• _Task_
Search the listing below for the string "whole" and copy every line where it occurs.

Material for the task: Begin

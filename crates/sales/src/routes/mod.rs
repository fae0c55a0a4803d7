//! Route handlers for the sales service.

pub mod sales;

use axum::Router;

use crate::state::AppState;

/// Build the combined router for all sales routes.
pub fn routes() -> Router<AppState> {
    Router::new().merge(sales::router())
}
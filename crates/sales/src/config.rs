//! Sales service configuration loaded from environment variables.
//!
//! # Environment Variables
//!
//! ## Optional
//! - `SOUK_SALES_DATABASE_URL` - SQLite database URL
//!   (default: `sqlite://sales.db`)
//! - `SOUK_SALES_HOST` - Bind address (default: 127.0.0.1)
//! - `SOUK_SALES_PORT` - Listen port (default: 7003)

use std::net::{IpAddr, SocketAddr};

use thiserror::Error;

/// Configuration errors that can occur during loading.
#[derive(Debug, Error)]
pub enum ConfigError {
    #[error("Invalid environment variable {0}: {1}")]
    InvalidEnvVar(String, String),
}

/// Sales service configuration.
#[derive(Debug, Clone)]
pub struct SalesConfig {
    /// SQLite database URL.
    pub database_url: String,
    /// IP address to bind the server to.
    pub host: IpAddr,
    /// Port to listen on.
    pub port: u16,
}

impl SalesConfig {
    /// Load configuration from environment variables.
    ///
    /// Calls `dotenvy::dotenv()` to load from `.env` file if present.
    ///
    /// # Errors
    ///
    /// Returns `ConfigError` if a variable is present but unparseable.
    pub fn from_env() -> Result<Self, ConfigError> {
        // Load .env file if present (ignore errors if not found)
        let _ = dotenvy::dotenv();

        let database_url = get_env_or_default("SOUK_SALES_DATABASE_URL", "sqlite://sales.db");
        let host = get_env_or_default("SOUK_SALES_HOST", "127.0.0.1")
            .parse::<IpAddr>()
            .map_err(|e| {
                ConfigError::InvalidEnvVar("SOUK_SALES_HOST".to_string(), e.to_string())
            })?;
        let port = get_env_or_default("SOUK_SALES_PORT", "7003")
            .parse::<u16>()
            .map_err(|e| {
                ConfigError::InvalidEnvVar("SOUK_SALES_PORT".to_string(), e.to_string())
            })?;

        Ok(Self {
            database_url,
            host,
            port,
        })
    }

    /// Returns the socket address for binding the server.
    #[must_use]
    pub const fn socket_addr(&self) -> SocketAddr {
        SocketAddr::new(self.host, self.port)
    }
}

/// Get an environment variable with a default value.
fn get_env_or_default(key: &str, default: &str) -> String {
    std::env::var(key).unwrap_or_else(|_| default.to_string())
}
//! Good domain model.

use rust_decimal::Decimal;
use serde::Serialize;

use souk_core::{Category, GoodId};

/// A good in the catalog.
#[derive(Debug, Clone, Serialize)]
pub struct Good {
    /// Database identifier.
    pub id: GoodId,
    /// Unique name; the key other services reference.
    pub name: String,
    /// Category from the closed set.
    pub category: Category,
    /// Price in whole currency units (two decimal places).
    #[serde(rename = "price_per_item")]
    pub price: Decimal,
    /// Free-form description.
    pub description: String,
    /// Units on hand; never negative.
    pub stock_count: i64,
}
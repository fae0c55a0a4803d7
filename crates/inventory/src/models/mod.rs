//! Domain models for the inventory service.

pub mod good;

pub use good::Good;
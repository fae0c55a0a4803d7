//! Business logic for the sales service.

pub mod sale;
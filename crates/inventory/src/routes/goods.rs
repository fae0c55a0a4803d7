//! Goods CRUD and stock API handlers.

use axum::{
    Json, Router,
    extract::{Path, State},
    http::StatusCode,
    routing::{delete, get, post, put},
};
use rust_decimal::Decimal;
use serde::Deserialize;

use souk_core::{Category, GoodId, decimal_to_cents};

use crate::db::goods::{GoodChanges, GoodRepository, NewGoodRecord, StockDeduction};
use crate::error::{AppError, Result};
use crate::models::Good;
use crate::state::AppState;

/// Build the goods router.
pub fn router() -> Router<AppState> {
    Router::new()
        .route("/api/goods", get(list_goods))
        .route("/api/goods", post(create_good))
        .route("/api/goods/{id}", get(get_good))
        .route("/api/goods/{id}", put(update_good))
        .route("/api/goods/{id}", delete(delete_good))
        .route("/api/goods/{id}/deduct", put(deduct_stock))
}

/// Request body for creating a good. An absent description is stored as
/// empty text.
#[derive(Debug, Deserialize)]
pub struct CreateGoodRequest {
    pub name: String,
    pub category: Category,
    pub price_per_item: Decimal,
    pub description: Option<String>,
    pub stock_count: i64,
}

/// Request body for a partial good update. Absent fields are unchanged.
#[derive(Debug, Deserialize)]
pub struct UpdateGoodRequest {
    pub name: Option<String>,
    pub category: Option<Category>,
    pub price_per_item: Option<Decimal>,
    pub description: Option<String>,
    pub stock_count: Option<i64>,
}

/// Request body for a stock deduction.
#[derive(Debug, Deserialize)]
pub struct DeductStockRequest {
    pub quantity: i64,
}

/// List all goods.
pub async fn list_goods(State(state): State<AppState>) -> Result<Json<Vec<Good>>> {
    let goods = GoodRepository::new(state.pool()).list().await?;
    Ok(Json(goods))
}

/// Get a good by ID.
pub async fn get_good(State(state): State<AppState>, Path(id): Path<i64>) -> Result<Json<Good>> {
    let good = GoodRepository::new(state.pool())
        .get_by_id(GoodId::new(id))
        .await?
        .ok_or_else(|| AppError::NotFound(format!("good {id} not found")))?;

    Ok(Json(good))
}

/// Add a good to the catalog.
pub async fn create_good(
    State(state): State<AppState>,
    Json(body): Json<CreateGoodRequest>,
) -> Result<(StatusCode, Json<Good>)> {
    if body.name.trim().is_empty() {
        return Err(AppError::BadRequest("name must not be empty".to_owned()));
    }
    if body.stock_count < 0 {
        return Err(AppError::BadRequest(
            "stock_count must not be negative".to_owned(),
        ));
    }

    let record = NewGoodRecord {
        name: body.name,
        category: body.category,
        price_cents: non_negative_cents(body.price_per_item)?,
        description: body.description.unwrap_or_default(),
        stock_count: body.stock_count,
    };

    let good = GoodRepository::new(state.pool()).create(&record).await?;
    tracing::info!(name = %good.name, "good created");

    Ok((StatusCode::CREATED, Json(good)))
}

/// Apply a partial update to a good.
pub async fn update_good(
    State(state): State<AppState>,
    Path(id): Path<i64>,
    Json(body): Json<UpdateGoodRequest>,
) -> Result<Json<Good>> {
    if let Some(name) = body.name.as_deref()
        && name.trim().is_empty()
    {
        return Err(AppError::BadRequest("name must not be empty".to_owned()));
    }
    if let Some(count) = body.stock_count
        && count < 0
    {
        return Err(AppError::BadRequest(
            "stock_count must not be negative".to_owned(),
        ));
    }

    let changes = GoodChanges {
        name: body.name,
        category: body.category,
        price_cents: body.price_per_item.map(non_negative_cents).transpose()?,
        description: body.description,
        stock_count: body.stock_count,
    };

    let good = GoodRepository::new(state.pool())
        .update(GoodId::new(id), &changes)
        .await?;

    Ok(Json(good))
}

/// Remove a good from the catalog.
pub async fn delete_good(State(state): State<AppState>, Path(id): Path<i64>) -> Result<StatusCode> {
    GoodRepository::new(state.pool())
        .delete(GoodId::new(id))
        .await?;
    tracing::info!(good_id = id, "good deleted");

    Ok(StatusCode::NO_CONTENT)
}

/// Deduct stock from a good.
///
/// Insufficient stock is a 400, a missing good a 404; the deduction and its
/// precondition are one atomic statement.
pub async fn deduct_stock(
    State(state): State<AppState>,
    Path(id): Path<i64>,
    Json(body): Json<DeductStockRequest>,
) -> Result<Json<Good>> {
    if body.quantity <= 0 {
        return Err(AppError::BadRequest("quantity must be positive".to_owned()));
    }

    let outcome = GoodRepository::new(state.pool())
        .deduct_stock(GoodId::new(id), body.quantity)
        .await?;

    match outcome {
        StockDeduction::Deducted(good) => Ok(Json(good)),
        StockDeduction::Insufficient => {
            Err(AppError::BadRequest("insufficient stock".to_owned()))
        }
        StockDeduction::NotFound => Err(AppError::NotFound(format!("good {id} not found"))),
    }
}

/// Convert a decimal price to cents, rejecting negative values.
fn non_negative_cents(price: Decimal) -> Result<i64> {
    if price < Decimal::ZERO {
        return Err(AppError::BadRequest(
            "price must not be negative".to_owned(),
        ));
    }
    Ok(decimal_to_cents(price)?)
}

#[cfg(test)]
#[allow(clippy::unwrap_used)]
mod tests {
    use super::*;

    #[test]
    fn test_non_negative_cents() {
        assert_eq!(non_negative_cents(Decimal::new(49_999, 2)).unwrap(), 49_999);
        assert_eq!(non_negative_cents(Decimal::ZERO).unwrap(), 0);
        assert!(non_negative_cents(Decimal::new(-1, 0)).is_err());
    }

    #[test]
    fn test_create_body_description_is_optional() {
        let body: CreateGoodRequest = serde_json::from_str(
            r#"{"name":"Widget","category":"accessories","price_per_item":"100.00","stock_count":5}"#,
        )
        .unwrap();
        assert!(body.description.is_none());
        assert_eq!(body.price_per_item, Decimal::new(10_000, 2));
    }

    #[test]
    fn test_good_wire_field_is_price_per_item() {
        let good = Good {
            id: GoodId::new(1),
            name: "Widget".to_owned(),
            category: Category::Accessories,
            price: Decimal::new(10_000, 2),
            description: String::new(),
            stock_count: 5,
        };

        let json = serde_json::to_value(&good).unwrap();
        assert_eq!(json["price_per_item"], "100.00");
        assert!(json.get("price").is_none());
    }
}
//! Database operations for the inventory service.
//!
//! One SQLite database file per service; this one holds a single table:
//!
//! - `goods` - the catalog with prices and stock counts
//!
//! The schema is created at startup with `CREATE TABLE IF NOT EXISTS`; there
//! is no migration system.

pub mod goods;

use std::str::FromStr;
use std::time::Duration;

use sqlx::SqlitePool;
use sqlx::sqlite::{SqliteConnectOptions, SqliteJournalMode, SqlitePoolOptions};
use thiserror::Error;

/// Errors returned by repository operations.
#[derive(Debug, Error)]
pub enum RepositoryError {
    /// Database error from sqlx.
    #[error("database error: {0}")]
    Database(#[from] sqlx::Error),

    /// Data in the database is corrupted or invalid.
    #[error("data corruption: {0}")]
    DataCorruption(String),

    /// Requested entity was not found.
    #[error("not found")]
    NotFound,

    /// Constraint violation (e.g., duplicate good name).
    #[error("constraint violation: {0}")]
    Conflict(String),
}

/// Create a SQLite connection pool with sensible defaults.
///
/// The database file is created on first use; WAL mode and a busy timeout
/// keep concurrent request handlers from tripping over the single writer.
///
/// # Errors
///
/// Returns `sqlx::Error` if the URL is invalid or the connection fails.
pub async fn create_pool(database_url: &str) -> Result<SqlitePool, sqlx::Error> {
    let options = SqliteConnectOptions::from_str(database_url)?
        .create_if_missing(true)
        .journal_mode(SqliteJournalMode::Wal)
        .busy_timeout(Duration::from_secs(5));

    SqlitePoolOptions::new()
        .max_connections(5)
        .acquire_timeout(Duration::from_secs(10))
        .connect_with(options)
        .await
}

/// Create the goods table if it does not exist yet.
///
/// # Errors
///
/// Returns `sqlx::Error` if the DDL statement fails.
pub async fn init_schema(pool: &SqlitePool) -> Result<(), sqlx::Error> {
    sqlx::query(
        r"
        CREATE TABLE IF NOT EXISTS goods (
            good_id INTEGER PRIMARY KEY AUTOINCREMENT NOT NULL,
            name TEXT UNIQUE NOT NULL,
            category TEXT NOT NULL,
            price_cents INTEGER NOT NULL,
            description TEXT NOT NULL DEFAULT '',
            stock_count INTEGER NOT NULL
        )
        ",
    )
    .execute(pool)
    .await?;

    Ok(())
}

/// In-memory pool for repository tests. A single connection keeps the
/// `:memory:` database alive for the lifetime of the pool.
#[cfg(test)]
#[allow(clippy::unwrap_used)]
pub(crate) async fn test_pool() -> SqlitePool {
    let pool = SqlitePoolOptions::new()
        .max_connections(1)
        .connect("sqlite::memory:")
        .await
        .unwrap();
    init_schema(&pool).await.unwrap();
    pool
}
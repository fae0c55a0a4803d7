//! Review repository for database operations.

use chrono::{DateTime, Utc};
use sqlx::SqlitePool;

use souk_core::{ModerationStatus, Rating, ReviewId, Username};

use super::RepositoryError;
use crate::models::Review;

/// Fields required to create a review row. New reviews start unflagged and
/// unmoderated.
#[derive(Debug)]
pub struct NewReviewRecord {
    pub product_name: String,
    pub customer_username: Username,
    pub rating: Rating,
    pub comment: String,
}

/// Whitelisted fields for a review edit. Editing never touches the flag or
/// the moderation verdict.
#[derive(Debug, Default)]
pub struct ReviewChanges {
    pub rating: Option<Rating>,
    pub comment: Option<String>,
}

/// Outcome of a moderation attempt.
#[derive(Debug)]
pub enum ModerationOutcome {
    /// Verdict recorded, flag cleared; carries the updated review.
    Moderated(Review),
    /// The review exists but is not flagged; nothing changed.
    NotFlagged,
    /// No review with that ID.
    NotFound,
}

/// Raw review row as stored in SQLite.
#[derive(sqlx::FromRow)]
struct ReviewRow {
    review_id: i64,
    product_name: String,
    customer_username: String,
    rating: i64,
    comment: String,
    flagged: bool,
    moderated: String,
    created_at: DateTime<Utc>,
}

impl TryFrom<ReviewRow> for Review {
    type Error = RepositoryError;

    fn try_from(row: ReviewRow) -> Result<Self, Self::Error> {
        let customer_username = Username::parse(&row.customer_username).map_err(|e| {
            RepositoryError::DataCorruption(format!("invalid username in database: {e}"))
        })?;
        let rating = Rating::parse(row.rating).map_err(|e| {
            RepositoryError::DataCorruption(format!("invalid rating in database: {e}"))
        })?;
        let moderated = row.moderated.parse::<ModerationStatus>().map_err(|e| {
            RepositoryError::DataCorruption(format!("invalid moderation state in database: {e}"))
        })?;

        Ok(Self {
            id: ReviewId::new(row.review_id),
            product_name: row.product_name,
            customer_username,
            rating,
            comment: row.comment,
            flagged: row.flagged,
            moderated,
            created_at: row.created_at,
        })
    }
}

const SELECT_REVIEW: &str = r"
    SELECT review_id, product_name, customer_username, rating, comment,
           flagged, moderated, created_at
    FROM reviews
";

/// Repository for review database operations.
pub struct ReviewRepository<'a> {
    pool: &'a SqlitePool,
}

impl<'a> ReviewRepository<'a> {
    /// Create a new review repository.
    #[must_use]
    pub const fn new(pool: &'a SqlitePool) -> Self {
        Self { pool }
    }

    /// Create a review in the initial unflagged, unmoderated state.
    ///
    /// # Errors
    ///
    /// Returns `RepositoryError::Database` if the insert fails.
    pub async fn create(&self, record: &NewReviewRecord) -> Result<Review, RepositoryError> {
        let result = sqlx::query(
            r"
            INSERT INTO reviews (product_name, customer_username, rating, comment, created_at)
            VALUES (?, ?, ?, ?, ?)
            ",
        )
        .bind(&record.product_name)
        .bind(record.customer_username.as_str())
        .bind(record.rating.as_i64())
        .bind(&record.comment)
        .bind(Utc::now())
        .execute(self.pool)
        .await?;

        self.get_by_id(ReviewId::new(result.last_insert_rowid()))
            .await?
            .ok_or_else(|| {
                RepositoryError::DataCorruption("inserted review row not found".to_owned())
            })
    }

    /// Get a review by its ID. Returns `None` for a missing row.
    ///
    /// # Errors
    ///
    /// Returns `RepositoryError::Database` if the query fails.
    pub async fn get_by_id(&self, id: ReviewId) -> Result<Option<Review>, RepositoryError> {
        let row = sqlx::query_as::<_, ReviewRow>(&format!("{SELECT_REVIEW} WHERE review_id = ?"))
            .bind(id.as_i64())
            .fetch_optional(self.pool)
            .await?;

        row.map(Review::try_from).transpose()
    }

    /// List all reviews for a product, oldest first.
    ///
    /// # Errors
    ///
    /// Returns `RepositoryError::Database` if the query fails.
    pub async fn list_by_product(&self, product_name: &str) -> Result<Vec<Review>, RepositoryError> {
        let rows = sqlx::query_as::<_, ReviewRow>(&format!(
            "{SELECT_REVIEW} WHERE product_name = ? ORDER BY review_id"
        ))
        .bind(product_name)
        .fetch_all(self.pool)
        .await?;

        rows.into_iter().map(Review::try_from).collect()
    }

    /// List all reviews written by a customer, oldest first.
    ///
    /// # Errors
    ///
    /// Returns `RepositoryError::Database` if the query fails.
    pub async fn list_by_customer(
        &self,
        username: &Username,
    ) -> Result<Vec<Review>, RepositoryError> {
        let rows = sqlx::query_as::<_, ReviewRow>(&format!(
            "{SELECT_REVIEW} WHERE customer_username = ? ORDER BY review_id"
        ))
        .bind(username.as_str())
        .fetch_all(self.pool)
        .await?;

        rows.into_iter().map(Review::try_from).collect()
    }

    /// Edit a review's rating and comment. Unset fields keep their current
    /// value; the flag and moderation state are untouched.
    ///
    /// # Errors
    ///
    /// Returns `RepositoryError::NotFound` if no row matched.
    /// Returns `RepositoryError::Database` for other database errors.
    pub async fn update(
        &self,
        id: ReviewId,
        changes: &ReviewChanges,
    ) -> Result<Review, RepositoryError> {
        let result = sqlx::query(
            r"
            UPDATE reviews
            SET rating  = COALESCE(?, rating),
                comment = COALESCE(?, comment)
            WHERE review_id = ?
            ",
        )
        .bind(changes.rating.map(Rating::as_i64))
        .bind(changes.comment.as_deref())
        .bind(id.as_i64())
        .execute(self.pool)
        .await?;

        if result.rows_affected() == 0 {
            return Err(RepositoryError::NotFound);
        }

        self.get_by_id(id).await?.ok_or_else(|| {
            RepositoryError::DataCorruption("updated review row not found".to_owned())
        })
    }

    /// Delete a review by ID.
    ///
    /// # Errors
    ///
    /// Returns `RepositoryError::NotFound` if no row matched.
    /// Returns `RepositoryError::Database` for other database errors.
    pub async fn delete(&self, id: ReviewId) -> Result<(), RepositoryError> {
        let result = sqlx::query("DELETE FROM reviews WHERE review_id = ?")
            .bind(id.as_i64())
            .execute(self.pool)
            .await?;

        if result.rows_affected() == 0 {
            return Err(RepositoryError::NotFound);
        }

        Ok(())
    }

    /// Flag a review for moderation. Idempotent: flagging a flagged review is
    /// a no-op success.
    ///
    /// # Errors
    ///
    /// Returns `RepositoryError::NotFound` if no row matched.
    /// Returns `RepositoryError::Database` for other database errors.
    pub async fn flag(&self, id: ReviewId) -> Result<Review, RepositoryError> {
        let result = sqlx::query("UPDATE reviews SET flagged = 1 WHERE review_id = ?")
            .bind(id.as_i64())
            .execute(self.pool)
            .await?;

        if result.rows_affected() == 0 {
            return Err(RepositoryError::NotFound);
        }

        self.get_by_id(id).await?.ok_or_else(|| {
            RepositoryError::DataCorruption("flagged review row not found".to_owned())
        })
    }

    /// Record a moderation verdict on a flagged review and clear the flag.
    ///
    /// The flag precondition and both writes are one statement; an unflagged
    /// review is left exactly as it was.
    ///
    /// # Errors
    ///
    /// Returns `RepositoryError::Database` if a query fails.
    pub async fn moderate(
        &self,
        id: ReviewId,
        verdict: ModerationStatus,
    ) -> Result<ModerationOutcome, RepositoryError> {
        let result = sqlx::query(
            r"
            UPDATE reviews
            SET moderated = ?, flagged = 0
            WHERE review_id = ? AND flagged = 1
            ",
        )
        .bind(verdict.as_str())
        .bind(id.as_i64())
        .execute(self.pool)
        .await?;

        if result.rows_affected() == 0 {
            // Disambiguate: a matching row means it simply was not flagged.
            return match self.get_by_id(id).await? {
                Some(_) => Ok(ModerationOutcome::NotFlagged),
                None => Ok(ModerationOutcome::NotFound),
            };
        }

        let review = self.get_by_id(id).await?.ok_or_else(|| {
            RepositoryError::DataCorruption("moderated review row not found".to_owned())
        })?;

        Ok(ModerationOutcome::Moderated(review))
    }
}
//! Customer domain model.

use rust_decimal::Decimal;
use serde::Serialize;

use souk_core::{CustomerId, Username};

/// A customer account with profile fields and a wallet.
///
/// The password hash stays in the database layer and is never serialized in
/// API responses.
#[derive(Debug, Clone, Serialize)]
pub struct Customer {
    /// Database identifier.
    pub id: CustomerId,
    /// Display name.
    pub full_name: String,
    /// Unique handle; the key other services reference.
    pub username: Username,
    /// Age in years.
    pub age: i64,
    /// Free-form postal address.
    pub address: String,
    /// Free-form gender.
    pub gender: String,
    /// Free-form marital status.
    pub marital_status: String,
    /// Wallet balance in whole currency units (two decimal places).
    pub wallet_balance: Decimal,
}
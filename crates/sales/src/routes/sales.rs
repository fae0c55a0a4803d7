//! Sale transaction and sale history API handlers.

use axum::{
    Json, Router,
    extract::{Path, State},
    http::StatusCode,
    routing::{get, post},
};
use serde::{Deserialize, Serialize};

use souk_core::Username;

use crate::db::sales::SaleRepository;
use crate::error::{AppError, Result};
use crate::models::Sale;
use crate::models::sale::{AvailableGood, LocalGood};
use crate::services::sale::{SaleOutcome, execute_sale};
use crate::state::AppState;

/// Build the sales router.
pub fn router() -> Router<AppState> {
    Router::new()
        .route("/api/sales", post(make_sale))
        .route("/api/sales/goods", get(list_available_goods))
        .route("/api/sales/goods/{name}", get(get_good_details))
        .route("/api/sales/customer/{username}", get(list_customer_sales))
}

/// Request body for a sale.
#[derive(Debug, Deserialize)]
pub struct MakeSaleRequest {
    pub customer_username: String,
    pub good_name: String,
}

/// Status reported to the caller after a sale attempt.
///
/// The string values are a wire contract; clients match on them.
#[derive(Debug, Clone, Copy, Serialize)]
pub enum SaleStatus {
    Success,
    Declined,
    CustomerNotFound,
    GoodNotFound,
    TransactionFailed,
}

/// Response body for a sale attempt.
#[derive(Debug, Serialize)]
pub struct SaleResponse {
    pub status: SaleStatus,
}

/// Attempt to sell one unit of a good to a customer.
///
/// Always answers with a `{"status": ...}` body; the HTTP status mirrors the
/// outcome (200 success, 400 declined, 404 missing party, 500 storage fault).
pub async fn make_sale(
    State(state): State<AppState>,
    Json(body): Json<MakeSaleRequest>,
) -> Result<(StatusCode, Json<SaleResponse>)> {
    let customer = Username::parse(&body.customer_username)?;

    let (code, status) = match execute_sale(state.pool(), &customer, &body.good_name).await {
        Ok(SaleOutcome::Success) => (StatusCode::OK, SaleStatus::Success),
        Ok(SaleOutcome::Declined) => (StatusCode::BAD_REQUEST, SaleStatus::Declined),
        Ok(SaleOutcome::CustomerNotFound) => (StatusCode::NOT_FOUND, SaleStatus::CustomerNotFound),
        Ok(SaleOutcome::GoodNotFound) => (StatusCode::NOT_FOUND, SaleStatus::GoodNotFound),
        Err(err) => {
            // The transaction rolled back; the attempt is retryable.
            tracing::error!(error = %err, "sale transaction failed");
            (
                StatusCode::INTERNAL_SERVER_ERROR,
                SaleStatus::TransactionFailed,
            )
        }
    };

    Ok((code, Json(SaleResponse { status })))
}

/// List goods currently available for sale.
pub async fn list_available_goods(
    State(state): State<AppState>,
) -> Result<Json<Vec<AvailableGood>>> {
    let goods = SaleRepository::new(state.pool()).available_goods().await?;
    Ok(Json(goods))
}

/// Get the local details of one good.
pub async fn get_good_details(
    State(state): State<AppState>,
    Path(name): Path<String>,
) -> Result<Json<LocalGood>> {
    let good = SaleRepository::new(state.pool())
        .good_details(&name)
        .await?
        .ok_or_else(|| AppError::NotFound(format!("good {name} not found")))?;

    Ok(Json(good))
}

/// List a customer's sale history.
pub async fn list_customer_sales(
    State(state): State<AppState>,
    Path(username): Path<String>,
) -> Result<Json<Vec<Sale>>> {
    let username = Username::parse(&username)?;
    let sales = SaleRepository::new(state.pool())
        .list_by_customer(username.as_str())
        .await?;

    Ok(Json(sales))
}

#[cfg(test)]
mod tests {
    use super::*;
    use rust_decimal::Decimal;

    #[test]
    fn test_available_good_wire_field_is_price_per_item() {
        let json = serde_json::to_value(AvailableGood {
            name: "Widget".to_owned(),
            price: Decimal::new(10_000, 2),
        })
        .unwrap_or_default();
        assert_eq!(json["price_per_item"], "100.00");
        assert!(json.get("price").is_none());
    }

    #[test]
    fn test_sale_status_wire_names() {
        let json = serde_json::to_string(&SaleResponse {
            status: SaleStatus::CustomerNotFound,
        })
        .unwrap_or_default();
        assert_eq!(json, r#"{"status":"CustomerNotFound"}"#);
    }
}
//! Route handlers for the inventory service.

pub mod goods;

use axum::Router;

use crate::state::AppState;

/// Build the combined router for all inventory routes.
pub fn routes() -> Router<AppState> {
    Router::new().merge(goods::router())
}
//! Good category enum.

use serde::{Deserialize, Serialize};

/// Error returned when parsing an unknown category.
#[derive(thiserror::Error, Debug, Clone)]
#[error("invalid category: {0} (expected food, clothes, accessories or electronics)")]
pub struct CategoryError(pub String);

/// Category of a good in the inventory.
///
/// The set is closed: a good is always exactly one of these.
#[derive(Debug, Clone, Copy, PartialEq, Eq, Hash, Serialize, Deserialize)]
#[serde(rename_all = "snake_case")]
pub enum Category {
    Food,
    Clothes,
    Accessories,
    Electronics,
}

impl Category {
    /// Returns the lowercase string stored in the database.
    #[must_use]
    pub const fn as_str(self) -> &'static str {
        match self {
            Self::Food => "food",
            Self::Clothes => "clothes",
            Self::Accessories => "accessories",
            Self::Electronics => "electronics",
        }
    }
}

impl std::fmt::Display for Category {
    fn fmt(&self, f: &mut std::fmt::Formatter<'_>) -> std::fmt::Result {
        write!(f, "{}", self.as_str())
    }
}

impl std::str::FromStr for Category {
    type Err = CategoryError;

    fn from_str(s: &str) -> Result<Self, Self::Err> {
        match s {
            "food" => Ok(Self::Food),
            "clothes" => Ok(Self::Clothes),
            "accessories" => Ok(Self::Accessories),
            "electronics" => Ok(Self::Electronics),
            other => Err(CategoryError(other.to_owned())),
        }
    }
}

#[cfg(test)]
#[allow(clippy::unwrap_used)]
mod tests {
    use super::*;

    #[test]
    fn test_roundtrip_all_variants() {
        for category in [
            Category::Food,
            Category::Clothes,
            Category::Accessories,
            Category::Electronics,
        ] {
            let parsed: Category = category.as_str().parse().unwrap();
            assert_eq!(parsed, category);
        }
    }

    #[test]
    fn test_parse_unknown() {
        assert!("furniture".parse::<Category>().is_err());
    }

    #[test]
    fn test_serde_snake_case() {
        let json = serde_json::to_string(&Category::Electronics).unwrap();
        assert_eq!(json, "\"electronics\"");
    }
}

Material for the task: End

• _Worked solution_
    /// Price in whole currency units (two decimal places).
    /// Wallet balance in whole currency units (two decimal places).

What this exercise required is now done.